1. Field of the Invention
The present invention relates to a vertical type MOS transistor with stable performance characteristics.
2. Description of the Prior Art
Referring to FIG. 1, there is shown a conventional vertical type MOS transistor. (Taken from "Field-Effect and Bipolar Power Transistor Physics," published by Academic Press in 1981, pp. 280-282.)
The vertical type MOS transistor shown in the figure includes a transistor body region which consists of an N.sup.+ type (high concentration N type) substrate 1 having a drain electrode connected on its bottom surface, and an N.sup.- type (low concentration N type) layer 2 epitaxially grown on the top surface of the substrate 1, and a plurality of P type well regions 3 formed with a.prescribed interval on the top surface of the N.sup.- type layer (referred to as the N.sup.- type drain region hereinafter) 2. Within a P type well region 3, there are provided N.sup.+ type source regions 4, and an oxidized gate region 5 and a gate electrode 6 that bestride over both of an N+ source region 4 and the N.sup.- type drain region 2 which is to function as the effective drain region.

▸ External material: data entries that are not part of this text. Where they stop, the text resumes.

use std::fs;
use std::path::Path;

use anyhow::Result;
use serde_json::Value;

use crate::error::QuoteError;
use crate::quote::{Quote, QuoteBook};

/// Serialize the full book to an indented JSON document at `path`.
pub fn export_quotes(book: &QuoteBook, path: &Path) -> Result<()> {
    let document = serde_json::to_string_pretty(book.all())?;
    fs::write(path, document)?;
    Ok(())
}

/// Parse `document` as a JSON array of quotes and append every record to
/// the book. Returns the number of quotes appended; the book is untouched
/// on any failure. Individual fields are not validated on this path.
pub fn import_document(book: &mut QuoteBook, document: &str) -> Result<usize, QuoteError> {
    let value: Value = serde_json::from_str(document)?;
    if !value.is_array() {
        return Err(QuoteError::Format);
    }

    let quotes: Vec<Quote> = serde_json::from_value(value)?;
    let count = quotes.len();
    book.append_all(quotes);
    Ok(count)
}

/// Read and import the document at `path`.
pub fn import_file(book: &mut QuoteBook, path: &Path) -> Result<usize> {
    let document = fs::read_to_string(path)?;
    Ok(import_document(book, &document)?)
}

#[cfg(test)]
mod tests {
    use super::*;
    use tempfile::TempDir;

    #[test]
    fn test_export_then_import_appends_originals() {
        let dir = TempDir::new().unwrap();
        let path = dir.path().join("quotes.json");

        let book = QuoteBook::seeded();
        export_quotes(&book, &path).unwrap();

        // Importing the export back appends, never replaces.
        let mut book = book;
        let count = import_file(&mut book, &path).unwrap();

        assert_eq!(count, 3);
        assert_eq!(book.len(), 6);
        assert_eq!(&book.all()[..3], &book.all()[3..]);
    }

    #[test]
    fn test_import_appends_to_existing_collection() {
        let mut book = QuoteBook::seeded();
        let document = r#"[{"text":"New","category":"X"}]"#;

        let count = import_document(&mut book, document).unwrap();

        assert_eq!(count, 1);
        assert_eq!(book.len(), 4);
        assert_eq!(book.all()[3], Quote::new("New", "X"));
        assert_eq!(book.all()[0].category, "Motivation");
    }

    #[test]
    fn test_import_rejects_non_array_document() {
        let mut book = QuoteBook::seeded();
        let document = r#"{"text":"Not a list","category":"X"}"#;

        let err = import_document(&mut book, document).unwrap_err();

        assert!(matches!(err, QuoteError::Format));
        assert_eq!(book.len(), 3);
    }

    #[test]
    fn test_import_rejects_malformed_document() {
        let mut book = QuoteBook::seeded();

        let err = import_document(&mut book, "not json at all").unwrap_err();

        assert!(matches!(err, QuoteError::Parse(_)));
        assert_eq!(book.len(), 3);
    }

    #[test]
    fn test_import_rejects_misshapen_elements() {
        let mut book = QuoteBook::seeded();
        let document = r#"[{"quote":"wrong field names"}]"#;

        let err = import_document(&mut book, document).unwrap_err();

        assert!(matches!(err, QuoteError::Parse(_)));
        assert_eq!(book.len(), 3);
    }
}
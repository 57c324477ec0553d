use anyhow::Result;
use crossterm::event::{KeyCode, KeyEvent, KeyModifiers};

use crate::app::{App, FormField, InputMode, PromptPurpose, Screen};
use crate::tui::AppEvent;

/// Convert a character index to a byte index for UTF-8 safe string operations
fn char_to_byte_index(s: &str, char_idx: usize) -> usize {
    s.char_indices()
        .nth(char_idx)
        .map(|(i, _)| i)
        .unwrap_or(s.len())
}

fn insert_char(buffer: &mut String, cursor: &mut usize, c: char) {
    let byte_idx = char_to_byte_index(buffer, *cursor);
    buffer.insert(byte_idx, c);
    *cursor += 1;
}

fn delete_char_before(buffer: &mut String, cursor: &mut usize) {
    if *cursor > 0 {
        let byte_idx = char_to_byte_index(buffer, *cursor - 1);
        buffer.remove(byte_idx);
        *cursor -= 1;
    }
}

pub async fn handle_event(app: &mut App, event: AppEvent) -> Result<()> {
    match event {
        AppEvent::Key(key) => handle_key(app, key),
        AppEvent::Resize(_, _) => {}
        AppEvent::Tick => {
            app.tick();
            app.collect_background_work().await;
        }
        AppEvent::SyncTick => app.begin_sync(false),
    }
    Ok(())
}

fn handle_key(app: &mut App, key: KeyEvent) {
    // Global quit that works in any mode
    if key.code == KeyCode::Char('c') && key.modifiers.contains(KeyModifiers::CONTROL) {
        app.should_quit = true;
        return;
    }

    // Popups take precedence over the active screen
    if app.show_category_picker {
        handle_category_picker(app, key);
        return;
    }
    if app.path_prompt.is_some() {
        handle_path_prompt(app, key);
        return;
    }

    match app.input_mode {
        InputMode::Normal => handle_normal_mode(app, key),
        InputMode::Editing => handle_editing_mode(app, key),
    }
}

fn handle_normal_mode(app: &mut App, key: KeyEvent) {
    match app.screen {
        Screen::Quote => handle_quote_normal(app, key),
        Screen::List => handle_list_normal(app, key),
        // The add form is always in editing mode; recover if we ever land
        // here with it on screen.
        Screen::Add => app.input_mode = InputMode::Editing,
    }
}

fn handle_editing_mode(app: &mut App, key: KeyEvent) {
    match app.screen {
        Screen::Add => handle_add_editing(app, key),
        _ => app.input_mode = InputMode::Normal,
    }
}

fn handle_quote_normal(app: &mut App, key: KeyEvent) {
    match key.code {
        KeyCode::Char('q') => app.should_quit = true,

        // New random quote
        KeyCode::Char('n') | KeyCode::Char(' ') => app.show_random(),

        // Screens and popups
        KeyCode::Char('a') => app.open_add_form(),
        KeyCode::Char('l') => {
            if app.list_state.selected().is_none() && !app.visible_quotes().is_empty() {
                app.list_state.select(Some(0));
            }
            app.screen = Screen::List;
        }
        KeyCode::Char('f') => app.open_category_picker(),

        // Sync and transfer
        KeyCode::Char('s') => app.begin_sync(true),
        KeyCode::Char('e') => app.open_path_prompt(PromptPurpose::Export),
        KeyCode::Char('i') => app.open_path_prompt(PromptPurpose::Import),

        _ => {}
    }
}

fn handle_list_normal(app: &mut App, key: KeyEvent) {
    match key.code {
        KeyCode::Char('q') => app.should_quit = true,

        // Navigation
        KeyCode::Char('j') | KeyCode::Down => app.list_nav_down(),
        KeyCode::Char('k') | KeyCode::Up => app.list_nav_up(),
        KeyCode::Char('g') => app.list_state.select(Some(0)),
        KeyCode::Char('G') => {
            let len = app.visible_quotes().len();
            if len > 0 {
                app.list_state.select(Some(len - 1));
            }
        }

        // Show the selected quote on the quote screen
        KeyCode::Enter => {
            let selected = app
                .list_state
                .selected()
                .and_then(|i| app.visible_quotes().get(i).map(|quote| (*quote).clone()));
            if let Some(quote) = selected {
                app.current_quote = Some(quote);
                app.screen = Screen::Quote;
            }
        }

        // Back to the quote screen
        KeyCode::Esc | KeyCode::Char('h') => app.screen = Screen::Quote,

        KeyCode::Char('a') => app.open_add_form(),
        KeyCode::Char('f') => app.open_category_picker(),
        KeyCode::Char('s') => app.begin_sync(true),
        KeyCode::Char('e') => app.open_path_prompt(PromptPurpose::Export),
        KeyCode::Char('i') => app.open_path_prompt(PromptPurpose::Import),

        _ => {}
    }
}

fn handle_add_editing(app: &mut App, key: KeyEvent) {
    match key.code {
        // Leave the form; in-progress input is kept for next time
        KeyCode::Esc => {
            app.screen = Screen::Quote;
            app.input_mode = InputMode::Normal;
        }

        KeyCode::Tab => {
            app.form_focus = match app.form_focus {
                FormField::Text => FormField::Category,
                FormField::Category => FormField::Text,
            };
        }

        KeyCode::Enter => app.submit_new_quote(),

        KeyCode::Backspace => {
            let (buffer, cursor) = app.focused_form_buffer();
            delete_char_before(buffer, cursor);
        }
        KeyCode::Left => {
            let (_, cursor) = app.focused_form_buffer();
            *cursor = cursor.saturating_sub(1);
        }
        KeyCode::Right => {
            let (buffer, cursor) = app.focused_form_buffer();
            *cursor = (*cursor + 1).min(buffer.chars().count());
        }
        KeyCode::Home => {
            let (_, cursor) = app.focused_form_buffer();
            *cursor = 0;
        }
        KeyCode::End => {
            let (buffer, cursor) = app.focused_form_buffer();
            *cursor = buffer.chars().count();
        }

        KeyCode::Char(c) => {
            let (buffer, cursor) = app.focused_form_buffer();
            insert_char(buffer, cursor, c);
        }

        _ => {}
    }
}

fn handle_category_picker(app: &mut App, key: KeyEvent) {
    match key.code {
        KeyCode::Char('j') | KeyCode::Down => app.picker_nav_down(),
        KeyCode::Char('k') | KeyCode::Up => app.picker_nav_up(),
        KeyCode::Enter => app.pick_category(),
        KeyCode::Esc | KeyCode::Char('f') => app.show_category_picker = false,
        _ => {}
    }
}

fn handle_path_prompt(app: &mut App, key: KeyEvent) {
    match key.code {
        KeyCode::Esc => app.path_prompt = None,
        KeyCode::Enter => app.confirm_path_prompt(),

        KeyCode::Backspace => {
            if let Some(prompt) = &mut app.path_prompt {
                delete_char_before(&mut prompt.input, &mut prompt.cursor);
            }
        }
        KeyCode::Left => {
            if let Some(prompt) = &mut app.path_prompt {
                prompt.cursor = prompt.cursor.saturating_sub(1);
            }
        }
        KeyCode::Right => {
            if let Some(prompt) = &mut app.path_prompt {
                prompt.cursor = (prompt.cursor + 1).min(prompt.input.chars().count());
            }
        }
        KeyCode::Char(c) => {
            if let Some(prompt) = &mut app.path_prompt {
                insert_char(&mut prompt.input, &mut prompt.cursor, c);
            }
        }

        _ => {}
    }
}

The top surface of a gate electrode 6 is covered by a PSG layer 7, and a source electrode 8 is formed so as to cover the top surface of the PSG layer 7 and to make direct contact with the N.sup.+ type source region 4 and a P.sup.+ type contact region 9 that is formed within the P type well region 3.
The breakdown voltage between the source and the drain of this kind of vertical type MOS transistor is determined by the breakdown voltage of the joined section of the N.sup.- type drain region 2 and P type well region 3. In other words, the higher the impurity concentration of the N.sup.- type drain region 2, the lower is the breakdown voltage between the source and the drain, which results in a decrease in the on-state resistance.

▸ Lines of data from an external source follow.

use anyhow::{anyhow, Result};
#[cfg(test)]
use std::collections::HashMap;
use std::fs;
use std::path::PathBuf;

use crate::quote::Quote;

/// Store entry holding the serialized quote collection.
pub const QUOTES_KEY: &str = "quotes";
/// Store entry holding the last selected category filter.
pub const FILTER_KEY: &str = "selected_category";

/// Narrow key-value persistence interface the app writes through.
///
/// Two entries exist: the quote snapshot and the selected category. Every
/// repository mutation is followed by a `set` before the next await point.
pub trait KeyValueStore: Send {
    fn get(&self, key: &str) -> Result<Option<String>>;
    fn set(&mut self, key: &str, value: &str) -> Result<()>;
}

/// File-backed store: one file per key under a directory.
pub struct FileStore {
    dir: PathBuf,
}

impl FileStore {
    /// Open the store under `<config_dir>/quotebook/store`.
    pub fn open_default() -> Result<Self> {
        let config_dir = dirs::config_dir()
            .ok_or_else(|| anyhow!("Could not determine config directory"))?;
        Self::open(config_dir.join("quotebook").join("store"))
    }

    pub fn open(dir: PathBuf) -> Result<Self> {
        fs::create_dir_all(&dir)?;
        Ok(Self { dir })
    }

    fn path_for(&self, key: &str) -> PathBuf {
        self.dir.join(key)
    }
}

impl KeyValueStore for FileStore {
    fn get(&self, key: &str) -> Result<Option<String>> {
        let path = self.path_for(key);
        if !path.exists() {
            return Ok(None);
        }
        Ok(Some(fs::read_to_string(&path)?))
    }

    fn set(&mut self, key: &str, value: &str) -> Result<()> {
        fs::write(self.path_for(key), value)?;
        Ok(())
    }
}

/// In-memory store used by tests.
#[cfg(test)]
#[derive(Default)]
pub struct MemoryStore {
    entries: HashMap<String, String>,
}

#[cfg(test)]
impl MemoryStore {
    pub fn new() -> Self {
        Self::default()
    }
}

#[cfg(test)]
impl KeyValueStore for MemoryStore {
    fn get(&self, key: &str) -> Result<Option<String>> {
        Ok(self.entries.get(key).cloned())
    }

    fn set(&mut self, key: &str, value: &str) -> Result<()> {
        self.entries.insert(key.to_string(), value.to_string());
        Ok(())
    }
}

/// Read the persisted quote snapshot, if any.
pub fn load_quotes(store: &dyn KeyValueStore) -> Result<Option<Vec<Quote>>> {
    match store.get(QUOTES_KEY)? {
        Some(raw) => Ok(Some(serde_json::from_str(&raw)?)),
        None => Ok(None),
    }
}

/// Write the quote snapshot as pretty-printed JSON.
pub fn save_quotes(store: &mut dyn KeyValueStore, quotes: &[Quote]) -> Result<()> {
    let snapshot = serde_json::to_string_pretty(quotes)?;
    store.set(QUOTES_KEY, &snapshot)
}

/// Read the persisted category selection, if any.
pub fn load_filter(store: &dyn KeyValueStore) -> Result<Option<String>> {
    store.get(FILTER_KEY)
}

/// Persist the category selection as plain text.
pub fn save_filter(store: &mut dyn KeyValueStore, category: &str) -> Result<()> {
    store.set(FILTER_KEY, category)
}

#[cfg(test)]
mod tests {
    use super::*;
    use crate::quote::QuoteBook;
    use tempfile::TempDir;

    #[test]
    fn test_file_store_round_trip() {
        let dir = TempDir::new().unwrap();
        let mut store = FileStore::open(dir.path().join("store")).unwrap();

        store.set("greeting", "hello").unwrap();

        assert_eq!(store.get("greeting").unwrap(), Some("hello".to_string()));
    }

    #[test]
    fn test_file_store_absent_key_reads_none() {
        let dir = TempDir::new().unwrap();
        let store = FileStore::open(dir.path().join("store")).unwrap();

        assert_eq!(store.get("missing").unwrap(), None);
    }

    #[test]
    fn test_quotes_snapshot_round_trip() {
        let mut store = MemoryStore::new();
        let book = QuoteBook::seeded();

        save_quotes(&mut store, book.all()).unwrap();
        let restored = load_quotes(&store).unwrap().unwrap();

        assert_eq!(restored, book.all());
    }

    #[test]
    fn test_quotes_snapshot_is_indented_json() {
        let mut store = MemoryStore::new();
        save_quotes(&mut store, QuoteBook::seeded().all()).unwrap();

        let raw = store.get(QUOTES_KEY).unwrap().unwrap();
        assert!(raw.starts_with("[\n"));
        assert!(raw.contains("\"category\": \"Motivation\""));
    }

    #[test]
    fn test_filter_round_trip() {
        let mut store = MemoryStore::new();

        assert_eq!(load_filter(&store).unwrap(), None);

        save_filter(&mut store, "Success").unwrap();
        assert_eq!(load_filter(&store).unwrap(), Some("Success".to_string()));
    }
}
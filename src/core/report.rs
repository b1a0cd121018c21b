use serde::Serialize;
use std::path::PathBuf;

/// Aggregated result of one migration run. The per-file outcome taxonomy
/// (updated, unchanged, skipped, failed) folds into the counters here.
#[derive(Debug, Clone, Serialize)]
pub struct MigrationReport {
    /// Target files that existed and were read
    pub files_processed: usize,

    /// Target paths missing on disk
    pub files_skipped: usize,

    /// Files read but left untouched
    pub files_unchanged: usize,

    /// Total literal and template replacements
    pub replacements_made: usize,

    /// Import lines inserted
    pub imports_added: usize,

    /// Files that were written (or would be, in preview)
    pub files_modified: Vec<PathBuf>,

    /// Non-fatal conditions: missing files, missing import anchors
    pub warnings: Vec<String>,

    /// Per-file failures
    pub errors: Vec<String>,
}

impl MigrationReport {
    pub fn new() -> Self {
        Self {
            files_processed: 0,
            files_skipped: 0,
            files_unchanged: 0,
            replacements_made: 0,
            imports_added: 0,
            files_modified: Vec::new(),
            warnings: Vec::new(),
            errors: Vec::new(),
        }
    }

    pub fn add_modified_file(&mut self, path: PathBuf, replacements: usize) {
        self.replacements_made += replacements;
        self.files_modified.push(path);
    }

    pub fn add_warning(&mut self, warning: String) {
        self.warnings.push(warning);
    }

    pub fn add_error(&mut self, error: String) {
        self.errors.push(error);
    }

    /// Format the run summary for the console.
    pub fn format_summary(&self, preview: bool) -> String {
        let mut output = String::new();

        if preview {
            output.push_str("\n🎉 Preview complete!\n");
        } else {
            output.push_str("\n🎉 URL replacement completed!\n");
        }

        output.push_str("\n📋 Summary:\n");
        output.push_str(&format!(
            "  • {} file{} processed, {} skipped\n",
            self.files_processed,
            if self.files_processed == 1 { "" } else { "s" },
            self.files_skipped
        ));
        output.push_str(&format!(
            "  • {} URL{} replaced across {} file{}\n",
            self.replacements_made,
            if self.replacements_made == 1 { "" } else { "s" },
            self.files_modified.len(),
            if self.files_modified.len() == 1 { "" } else { "s" }
        ));
        output.push_str(&format!(
            "  • {} API_URLS import{} added\n",
            self.imports_added,
            if self.imports_added == 1 { "" } else { "s" }
        ));

        if !self.files_modified.is_empty() {
            output.push_str(&format!(
                "\n📝 {} file{}:\n",
                if preview { "Would modify" } else { "Modified" },
                if self.files_modified.len() == 1 { "" } else { "s" }
            ));
            for file in &self.files_modified {
                output.push_str(&format!("  • {}\n", file.display()));
            }
        }

        if !self.warnings.is_empty() {
            output.push_str("\n⚠️  Warnings:\n");
            for warning in &self.warnings {
                output.push_str(&format!("  • {}\n", warning));
            }
        }

        if !self.errors.is_empty() {
            output.push_str("\n❌ Errors:\n");
            for error in &self.errors {
                output.push_str(&format!("  • {}\n", error));
            }
        }

        if !preview {
            output.push_str("\n🧪 Next steps:\n");
            output.push_str("  1. Test the application: npm run dev\n");
            output.push_str("  2. Check for any compilation errors\n");
            output.push_str("  3. Verify API calls work correctly\n");
        }

        output
    }
}

impl Default for MigrationReport {
    fn default() -> Self {
        Self::new()
    }
}

#[cfg(test)]
mod tests {
    use super::*;

    #[test]
    fn test_summary_lists_modified_files_and_warnings() {
        let mut report = MigrationReport::new();
        report.files_processed = 2;
        report.files_skipped = 1;
        report.add_modified_file(PathBuf::from("src/components/Signup.jsx"), 3);
        report.imports_added = 1;
        report.add_warning("file not found: src/components/Navbar.jsx".to_string());

        let summary = report.format_summary(false);
        assert!(summary.contains("URL replacement completed"));
        assert!(summary.contains("2 files processed, 1 skipped"));
        assert!(summary.contains("3 URLs replaced across 1 file"));
        assert!(summary.contains("src/components/Signup.jsx"));
        assert!(summary.contains("file not found"));
        assert!(summary.contains("npm run dev"));
    }

    #[test]
    fn test_preview_summary_omits_next_steps() {
        let report = MigrationReport::new();
        let summary = report.format_summary(true);
        assert!(summary.contains("Preview complete"));
        assert!(!summary.contains("Next steps"));
    }
}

Moreover, since the threshold voltage Vt is determined by the maximum concentration Po at the surface of the P type well region 3, when it is arranged to have both of the breakdown voltage and the threshold voltage to be relatively low, the difference between the impurity concentrations of the N.sup.- type drain region 2 and the P type well region 3 becomes small.

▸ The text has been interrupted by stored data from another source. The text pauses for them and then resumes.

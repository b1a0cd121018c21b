use serde::Serialize;
use similar::TextDiff;
use std::path::PathBuf;

/// Pending change to one file, captured instead of written in preview mode.
#[derive(Debug, Clone, Serialize)]
pub struct FilePreview {
    /// Path relative to the project root
    pub path: PathBuf,

    /// Replacements the rewrite pass made
    pub replacements: usize,

    /// Whether the constants import was inserted
    pub import_added: bool,

    /// Unified diff of the pending change
    pub diff: String,
}

impl FilePreview {
    pub fn new(
        path: PathBuf,
        replacements: usize,
        import_added: bool,
        old: &str,
        new: &str,
    ) -> Self {
        let text_diff = TextDiff::from_lines(old, new);
        let diff = text_diff.unified_diff().context_radius(2).to_string();

        Self {
            path,
            replacements,
            import_added,
            diff,
        }
    }
}

/// Generate the human-readable preview for all pending changes.
pub fn render_previews(previews: &[FilePreview]) -> String {
    let mut output = String::new();

    let total_replacements: usize = previews.iter().map(|p| p.replacements).sum();

    output.push_str("========================================\n");
    output.push_str("           PREVIEW CHANGES\n");
    output.push_str("========================================\n\n");
    output.push_str(&format!(
        "📊 {} file{}, {} replacement{}\n",
        previews.len(),
        if previews.len() == 1 { "" } else { "s" },
        total_replacements,
        if total_replacements == 1 { "" } else { "s" }
    ));

    for preview in previews {
        output.push_str(&format!("\n📝 {}\n", preview.path.display()));
        if preview.import_added {
            output.push_str("   + API_URLS import\n");
        }
        for line in preview.diff.lines() {
            output.push_str(&format!("  {}\n", line));
        }
    }

    output.push_str("\n========================================\n");
    output
}

#[cfg(test)]
mod tests {
    use super::*;

    #[test]
    fn test_diff_shows_removed_and_added_lines() {
        let preview = FilePreview::new(
            PathBuf::from("src/components/Signup.jsx"),
            1,
            false,
            "fetch(\"http://localhost:3000/api/users/signup\")\n",
            "fetch(API_URLS.USERS.SIGNUP)\n",
        );

        assert!(preview.diff.contains("-fetch(\"http://localhost:3000/api/users/signup\")"));
        assert!(preview.diff.contains("+fetch(API_URLS.USERS.SIGNUP)"));
    }

    #[test]
    fn test_render_includes_totals_and_paths() {
        let previews = vec![
            FilePreview::new(PathBuf::from("a.jsx"), 2, true, "old\n", "new\n"),
            FilePreview::new(PathBuf::from("b.jsx"), 1, false, "x\n", "y\n"),
        ];

        let rendered = render_previews(&previews);
        assert!(rendered.contains("2 files, 3 replacements"));
        assert!(rendered.contains("a.jsx"));
        assert!(rendered.contains("b.jsx"));
        assert!(rendered.contains("+ API_URLS import"));
    }
}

Under these circumstances, when the threshold voltage Vt or the on-state resistance, of a conventional MOS transistor with the above construction, is desired to be low, the depletion layer Dp which develops upon impression of a voltage between the source and the drain spreads with approximately equal widths on the side of the N.sup.- type drain region 2 as well as on the side of the P type well region 3, as shown by the broken lines in FIG. 1. Therefore, when the width of the depletion layer Dp increases, the effective length Le of the channel is diminished (the so-called short channel effect), resulting in changes in the performance characteristics or giving rise to a possibility of causing punch-through due to reach of the depletion layer Dp to the N.sup.+ tye source region 4.